Ibis repeated his original point. Science was the art of seeing. Traditional scientists saw the color of the auditorium change objectively and speculated on a variable out in the world causing it to change--in this case a very well dressed and handsome variable. Thaumaturgists saw the color of the auditorium change subjectively and speculated on a variable within themselves.
But both traditional scientists and thaumaturgists saw the world in all its vibrant, changing colors.
To finish his speech, Ibis said that Thaumaturgy was not chaos, or a gift from the gods, or anything of that sort. It wasn’t something out in the supernal cosmos. It was something inside the heart of every man. It was something man brought to the supernal cosmos from out of himself.
When thaumaturgists gazed into the unknown depths of humanity they did not see a black pit of meaninglessness. They saw a storm of colors.
And in a storm of colors, Ibis took his leave.
Spectro was inspired.
In that moment, his destiny had been set. He knew what he wanted to do for the rest of his life.

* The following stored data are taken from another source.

//! Configuration types for MCP servers and sessions.

use crate::protocol::LATEST_PROTOCOL_VERSION;
use serde::{Deserialize, Serialize};
use std::collections::{BTreeMap, HashMap};
use std::time::Duration;

fn default_timeout() -> u64 {
    30000
}

fn default_protocol_version() -> String {
    LATEST_PROTOCOL_VERSION.to_string()
}

fn default_required_capabilities() -> Vec<String> {
    vec!["tools".to_string()]
}

fn default_client_name() -> String {
    "toolbridge".to_string()
}

fn default_listener_capacity() -> usize {
    64
}

/// Top-level MCP configuration.
#[derive(Debug, Clone, Default, Serialize, Deserialize)]
pub struct McpConfig {
    #[serde(default)]
    pub servers: BTreeMap<String, McpServerConfig>,
    #[serde(default)]
    pub session: SessionConfig,
}

/// Configuration for a single MCP server.
#[derive(Debug, Clone, Serialize, Deserialize)]
pub struct McpServerConfig {
    /// Command to run (e.g., "npx", "python").
    pub command: String,
    /// Arguments to pass to the command.
    #[serde(default)]
    pub args: Vec<String>,
    /// Environment variables to set for the server process.
    #[serde(default)]
    pub env: HashMap<String, String>,
    /// Timeout for requests in milliseconds. Unset means the session deadline.
    #[serde(default, skip_serializing_if = "Option::is_none")]
    pub timeout_ms: Option<u64>,
}

impl McpServerConfig {
    pub fn new(command: impl Into<String>, args: Vec<String>) -> Self {
        Self {
            command: command.into(),
            args,
            env: HashMap::new(),
            timeout_ms: None,
        }
    }
}

/// Handshake and dispatch settings shared by every session.
#[derive(Debug, Clone, Serialize, Deserialize)]
pub struct SessionConfig {
    /// Protocol version offered in `initialize`.
    #[serde(default = "default_protocol_version")]
    pub protocol_version: String,
    /// Server capabilities the handshake insists on.
    #[serde(default = "default_required_capabilities")]
    pub required_capabilities: Vec<String>,
    /// Name we report in `clientInfo`.
    #[serde(default = "default_client_name")]
    pub client_name: String,
    /// Default deadline for a request in milliseconds.
    #[serde(default = "default_timeout")]
    pub request_timeout_ms: u64,
    /// Queue depth for each notification listener.
    #[serde(default = "default_listener_capacity")]
    pub listener_capacity: usize,
}

impl Default for SessionConfig {
    fn default() -> Self {
        Self {
            protocol_version: default_protocol_version(),
            required_capabilities: default_required_capabilities(),
            client_name: default_client_name(),
            request_timeout_ms: default_timeout(),
            listener_capacity: default_listener_capacity(),
        }
    }
}

impl SessionConfig {
    /// This config with the request deadline of a particular server, if it sets one.
    pub fn for_server(&self, server: &McpServerConfig) -> Self {
        Self {
            request_timeout_ms: server.timeout_ms.unwrap_or(self.request_timeout_ms),
            ..self.clone()
        }
    }

    pub fn request_timeout(&self) -> Duration {
        Duration::from_millis(self.request_timeout_ms)
    }
}

#[cfg(test)]
mod tests {
    use super::*;

    #[test]
    fn parse_single_server() {
        let toml_str = r#"
[servers.everything]
command = "npx"
args = ["-y", "@modelcontextprotocol/server-everything"]
"#;
        let config: McpConfig = toml::from_str(toml_str).unwrap();
        assert_eq!(config.servers.len(), 1);
        let server = &config.servers["everything"];
        assert_eq!(server.command, "npx");
        assert_eq!(server.args.len(), 2);
        assert_eq!(server.timeout_ms, None);
        assert_eq!(config.session.required_capabilities, vec!["tools"]);
    }

    #[test]
    fn parse_env_and_timeout() {
        let toml_str = r#"
[servers.github]
command = "npx"
args = ["-y", "@modelcontextprotocol/server-github"]
env = { GITHUB_TOKEN = "ghp_xxxx" }
timeout_ms = 60000
"#;
        let config: McpConfig = toml::from_str(toml_str).unwrap();
        let gh = &config.servers["github"];
        assert_eq!(gh.env["GITHUB_TOKEN"], "ghp_xxxx");
        assert_eq!(gh.timeout_ms, Some(60000));
    }

    #[test]
    fn parse_session_section() {
        let toml_str = r#"
[session]
protocol_version = "2024-11-05"
required_capabilities = []
listener_capacity = 8
"#;
        let config: McpConfig = toml::from_str(toml_str).unwrap();
        assert!(config.servers.is_empty());
        assert_eq!(config.session.protocol_version, "2024-11-05");
        assert!(config.session.required_capabilities.is_empty());
        assert_eq!(config.session.listener_capacity, 8);
        assert_eq!(config.session.client_name, "toolbridge");
    }

    #[test]
    fn server_timeout_overrides_session_default() {
        let session = SessionConfig::default();
        let mut server = McpServerConfig::new("npx", vec![]);
        server.timeout_ms = Some(1500);
        let merged = session.for_server(&server);
        assert_eq!(merged.request_timeout(), Duration::from_millis(1500));
        assert_eq!(merged.protocol_version, session.protocol_version);
    }

    #[test]
    fn unset_server_timeout_keeps_session_deadline() {
        let toml_str = r#"
[session]
request_timeout_ms = 1500

[servers.everything]
command = "npx"
"#;
        let config: McpConfig = toml::from_str(toml_str).unwrap();
        let merged = config.session.for_server(&config.servers["everything"]);
        assert_eq!(merged.request_timeout_ms, 1500);
    }

    #[test]
    fn default_config_is_empty() {
        let config = McpConfig::default();
        assert!(config.servers.is_empty());
        assert_eq!(config.session.protocol_version, LATEST_PROTOCOL_VERSION);
    }
}
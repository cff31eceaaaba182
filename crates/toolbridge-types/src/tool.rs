//! Tool trait and related types.

use serde::{Deserialize, Serialize};
use std::future::Future;
use std::pin::Pin;

/// A function descriptor handed to the model: name, description, and a
/// JSON schema describing its parameters.
#[derive(Debug, Clone, PartialEq, Serialize, Deserialize)]
pub struct ToolDefinition {
    pub name: String,
    pub description: String,
    pub input_schema: serde_json::Value,
}

/// Context provided to tools during execution.
#[derive(Debug, Clone, Default)]
pub struct ToolContext {
    /// Identifier of the conversation turn that asked for this call, if any.
    pub turn_id: Option<String>,
}

impl ToolContext {
    /// Context for a fresh conversation turn with a random id.
    pub fn new_turn() -> Self {
        Self {
            turn_id: Some(uuid::Uuid::new_v4().to_string()),
        }
    }

    /// Context tagged with an existing turn id.
    pub fn for_turn(turn_id: impl Into<String>) -> Self {
        Self {
            turn_id: Some(turn_id.into()),
        }
    }
}

/// Result of executing a tool.
#[derive(Debug, Clone, Serialize, Deserialize)]
pub struct ToolOutput {
    /// The output content blocks.
    pub content: Vec<ToolOutputContent>,
    /// Structured result, when the tool declares an output schema.
    #[serde(default, skip_serializing_if = "Option::is_none")]
    pub structured: Option<serde_json::Value>,
    /// Whether the tool execution resulted in an error.
    pub is_error: bool,
}

/// A single piece of tool output.
#[derive(Debug, Clone, PartialEq, Serialize, Deserialize)]
#[serde(tag = "type", rename_all = "snake_case")]
pub enum ToolOutputContent {
    Text {
        text: String,
    },
    Image {
        source: ImageSource,
    },
    Audio {
        data: String,
        media_type: String,
    },
    Resource {
        uri: String,
        #[serde(default, skip_serializing_if = "Option::is_none")]
        mime_type: Option<String>,
        #[serde(default, skip_serializing_if = "Option::is_none")]
        text: Option<String>,
    },
}

/// Source of an image in tool output.
#[derive(Debug, Clone, PartialEq, Serialize, Deserialize)]
pub struct ImageSource {
    #[serde(rename = "type")]
    pub source_type: ImageSourceType,
    pub media_type: String,
    pub data: String,
}

/// How an image is provided.
#[derive(Debug, Clone, Copy, PartialEq, Eq, Serialize, Deserialize)]
#[serde(rename_all = "snake_case")]
pub enum ImageSourceType {
    Base64,
    Url,
}

impl ToolOutput {
    /// Create a successful text output.
    pub fn text(text: impl Into<String>) -> Self {
        Self {
            content: vec![ToolOutputContent::Text { text: text.into() }],
            structured: None,
            is_error: false,
        }
    }

    /// Create an error text output.
    pub fn error(text: impl Into<String>) -> Self {
        Self {
            content: vec![ToolOutputContent::Text { text: text.into() }],
            structured: None,
            is_error: true,
        }
    }

    /// Concatenate every text block, one per line.
    pub fn text_content(&self) -> String {
        self.content
            .iter()
            .filter_map(|c| match c {
                ToolOutputContent::Text { text } => Some(text.as_str()),
                ToolOutputContent::Resource { text, .. } => text.as_deref(),
                _ => None,
            })
            .collect::<Vec<_>>()
            .join("\n")
    }
}

/// Boxed future returned by [`Tool::execute`].
pub type ToolFuture<'a> =
    Pin<Box<dyn Future<Output = Result<ToolOutput, crate::error::ToolError>> + Send + 'a>>;

/// A callable function the model may request.
///
/// Dyn-compatible so a chat client can hold `Arc<dyn Tool>` for every tool
/// regardless of where it is implemented.
pub trait Tool: Send + Sync {
    /// The unique name of this tool (used in model requests).
    fn name(&self) -> &str;

    /// The definition to send to the model (name, description, input schema).
    fn definition(&self) -> ToolDefinition;

    /// Whether this tool only reads data without modifying anything.
    fn is_read_only(&self) -> bool {
        false
    }

    /// Execute the tool with the given JSON input and context.
    ///
    /// The context is passed by value to avoid lifetime issues with dyn dispatch.
    fn execute(&self, input: serde_json::Value, ctx: ToolContext) -> ToolFuture<'_>;
}
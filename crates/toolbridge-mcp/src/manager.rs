//! Aggregates several MCP servers behind one model-facing tool list.

use crate::client::McpClient;
use crate::config::McpConfig;
use std::sync::Arc;
use tokio::task::JoinSet;
use toolbridge_types::{Tool, ToolContext, ToolDefinition, ToolError, ToolOutput};

/// Connected MCP servers, in configuration order.
pub struct McpManager {
    clients: Vec<Arc<McpClient>>,
}

impl McpManager {
    /// Connect to every configured server concurrently.
    ///
    /// A server that fails to spawn, negotiate or list its tools is logged
    /// and left out; the rest are still usable.
    pub async fn start(config: &McpConfig) -> Self {
        let mut startups = JoinSet::new();
        for (index, (name, server)) in config.servers.iter().enumerate() {
            let name = name.clone();
            let server = server.clone();
            let session = config.session.clone();
            startups.spawn(async move {
                let result = McpClient::connect(name.clone(), &server, &session).await;
                (index, name, result)
            });
        }

        let mut connected = Vec::with_capacity(config.servers.len());
        while let Some(joined) = startups.join_next().await {
            let (index, name, result) = match joined {
                Ok(outcome) => outcome,
                Err(e) => {
                    tracing::warn!("MCP server startup task failed: {}", e);
                    continue;
                }
            };
            match result {
                Ok(client) => {
                    tracing::info!(
                        "MCP server '{}' started ({} tools)",
                        name,
                        client.tool_set().len()
                    );
                    connected.push((index, Arc::new(client)));
                }
                Err(e) => tracing::warn!("Failed to start MCP server '{}': {}", name, e),
            }
        }
        connected.sort_by_key(|(index, _)| *index);

        Self {
            clients: connected.into_iter().map(|(_, client)| client).collect(),
        }
    }

    /// Build a manager over clients that are already connected.
    pub fn from_clients(clients: Vec<McpClient>) -> Self {
        Self {
            clients: clients.into_iter().map(Arc::new).collect(),
        }
    }

    /// Every tool from every server, namespaced by server.
    pub fn tools(&self) -> Vec<Arc<dyn Tool>> {
        self.clients.iter().flat_map(|c| c.tools()).collect()
    }

    /// Function descriptors to hand to a model.
    pub fn definitions(&self) -> Vec<ToolDefinition> {
        self.tools().iter().map(|t| t.definition()).collect()
    }

    pub fn find_tool(&self, namespaced_name: &str) -> Option<Arc<dyn Tool>> {
        self.tools().into_iter().find(|t| t.name() == namespaced_name)
    }

    /// Run a model's function call against whichever server owns the tool.
    pub async fn execute(
        &self,
        namespaced_name: &str,
        input: serde_json::Value,
        ctx: ToolContext,
    ) -> Result<ToolOutput, ToolError> {
        let tool = self
            .find_tool(namespaced_name)
            .ok_or_else(|| ToolError::UnknownTool {
                name: namespaced_name.to_string(),
            })?;
        tool.execute(input, ctx).await
    }

    pub fn clients(&self) -> &[Arc<McpClient>] {
        &self.clients
    }

    pub fn client(&self, server: &str) -> Option<&Arc<McpClient>> {
        self.clients.iter().find(|c| c.server_name() == server)
    }

    pub fn client_count(&self) -> usize {
        self.clients.len()
    }

    /// Server names with their current tool counts.
    pub fn server_summary(&self) -> Vec<(&str, usize)> {
        self.clients
            .iter()
            .map(|c| (c.server_name(), c.tool_set().len()))
            .collect()
    }

    /// Close every session. Tools handed out earlier fail from now on.
    pub async fn shutdown(&self) {
        for client in &self.clients {
            client.shutdown().await;
        }
    }
}
//! JSON-RPC 2.0 types for MCP communication.

use serde::{Deserialize, Serialize};
use serde_json::Value;

/// Error code for a method the receiver does not implement.
pub const METHOD_NOT_FOUND: i64 = -32601;

/// A JSON-RPC 2.0 request.
#[derive(Debug, Clone, Serialize)]
pub struct JsonRpcRequest {
    pub jsonrpc: &'static str,
    pub id: u64,
    pub method: String,
    #[serde(skip_serializing_if = "Option::is_none")]
    pub params: Option<Value>,
}

impl JsonRpcRequest {
    /// Create a new JSON-RPC request.
    pub fn new(id: u64, method: impl Into<String>, params: Option<Value>) -> Self {
        Self {
            jsonrpc: "2.0",
            id,
            method: method.into(),
            params,
        }
    }
}

/// A JSON-RPC 2.0 response.
#[derive(Debug, Clone, Deserialize)]
pub struct JsonRpcResponse {
    #[serde(default)]
    pub id: Option<Value>,
    pub result: Option<Value>,
    pub error: Option<JsonRpcError>,
}

impl JsonRpcResponse {
    /// The correlation id of the request this answers.
    ///
    /// Ids we send are integers; some servers echo them back as strings.
    pub fn correlation_id(&self) -> Option<u64> {
        match self.id.as_ref()? {
            Value::Number(n) => n.as_u64(),
            Value::String(s) => s.parse().ok(),
            _ => None,
        }
    }
}

/// A JSON-RPC 2.0 error object.
#[derive(Debug, Clone, Serialize, Deserialize)]
pub struct JsonRpcError {
    pub code: i64,
    pub message: String,
    #[serde(skip_serializing_if = "Option::is_none")]
    pub data: Option<Value>,
}

/// A JSON-RPC 2.0 notification (no id, no response expected).
#[derive(Debug, Clone, Serialize)]
pub struct JsonRpcNotification {
    pub jsonrpc: &'static str,
    pub method: String,
    #[serde(skip_serializing_if = "Option::is_none")]
    pub params: Option<Value>,
}

impl JsonRpcNotification {
    /// Create a new JSON-RPC notification.
    pub fn new(method: impl Into<String>, params: Option<Value>) -> Self {
        Self {
            jsonrpc: "2.0",
            method: method.into(),
            params,
        }
    }
}

/// Our answer to a request the server sent us.
#[derive(Debug, Clone, Serialize)]
pub struct JsonRpcReply {
    pub jsonrpc: &'static str,
    pub id: Value,
    #[serde(skip_serializing_if = "Option::is_none")]
    pub result: Option<Value>,
    #[serde(skip_serializing_if = "Option::is_none")]
    pub error: Option<JsonRpcError>,
}

impl JsonRpcReply {
    pub fn result(id: Value, result: Value) -> Self {
        Self {
            jsonrpc: "2.0",
            id,
            result: Some(result),
            error: None,
        }
    }

    pub fn error(id: Value, code: i64, message: impl Into<String>) -> Self {
        Self {
            jsonrpc: "2.0",
            id,
            result: None,
            error: Some(JsonRpcError {
                code,
                message: message.into(),
                data: None,
            }),
        }
    }
}

/// A server-initiated message that is not paired with any request.
#[derive(Debug, Clone, PartialEq, Deserialize)]
pub struct Notification {
    pub method: String,
    #[serde(default)]
    pub params: Option<Value>,
}

/// A request the server sends to the client.
#[derive(Debug, Clone, Deserialize)]
pub struct ServerRequest {
    pub id: Value,
    pub method: String,
    #[serde(default)]
    pub params: Option<Value>,
}

/// Any message read from the server.
#[derive(Debug, Clone)]
pub enum IncomingMessage {
    Response(JsonRpcResponse),
    Notification(Notification),
    Request(ServerRequest),
}

impl IncomingMessage {
    /// Classify a raw frame by the members it carries: `method` + `id` is a
    /// request, `method` alone a notification, anything else a response.
    pub fn parse(frame: &str) -> Result<Self, serde_json::Error> {
        let value: Value = serde_json::from_str(frame)?;
        let has_method = value.get("method").is_some();
        let has_id = value.get("id").is_some_and(|id| !id.is_null());
        Ok(match (has_method, has_id) {
            (true, true) => IncomingMessage::Request(serde_json::from_value(value)?),
            (true, false) => IncomingMessage::Notification(serde_json::from_value(value)?),
            _ => IncomingMessage::Response(serde_json::from_value(value)?),
        })
    }
}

In 1933, a teenaged Spectro enrolled in America’s leading thaumaturgical college--William Quan Judge college in Pasadena California. He proved incredibly gifted, particularly in the fields of clairvoyance and unconscious observation. Within a year, he was able to teach his teachers. The Circled Square then took on his education. He got to personally meet and talk to Ibis, a man he had only known through books and stage. He got to walk the halls of the Rock of Eternity.
For a teenage thaumaturgist, it was all so intoxicatingly dreamlike.
It was then that overcome as he was with fervor from his meteoric rise in the occult world that he decided to erase his name from the universe.
When his heart filled with regret for that action, he resolved to pay more attention to the people around him. Given that the Circled Square composed the majority of his social circle, he began to look at his teachers more as people and less as textbooks.
When the time came, this habit allowed Spectro to see that something was terribly wrong with the venerable Dr. Styx.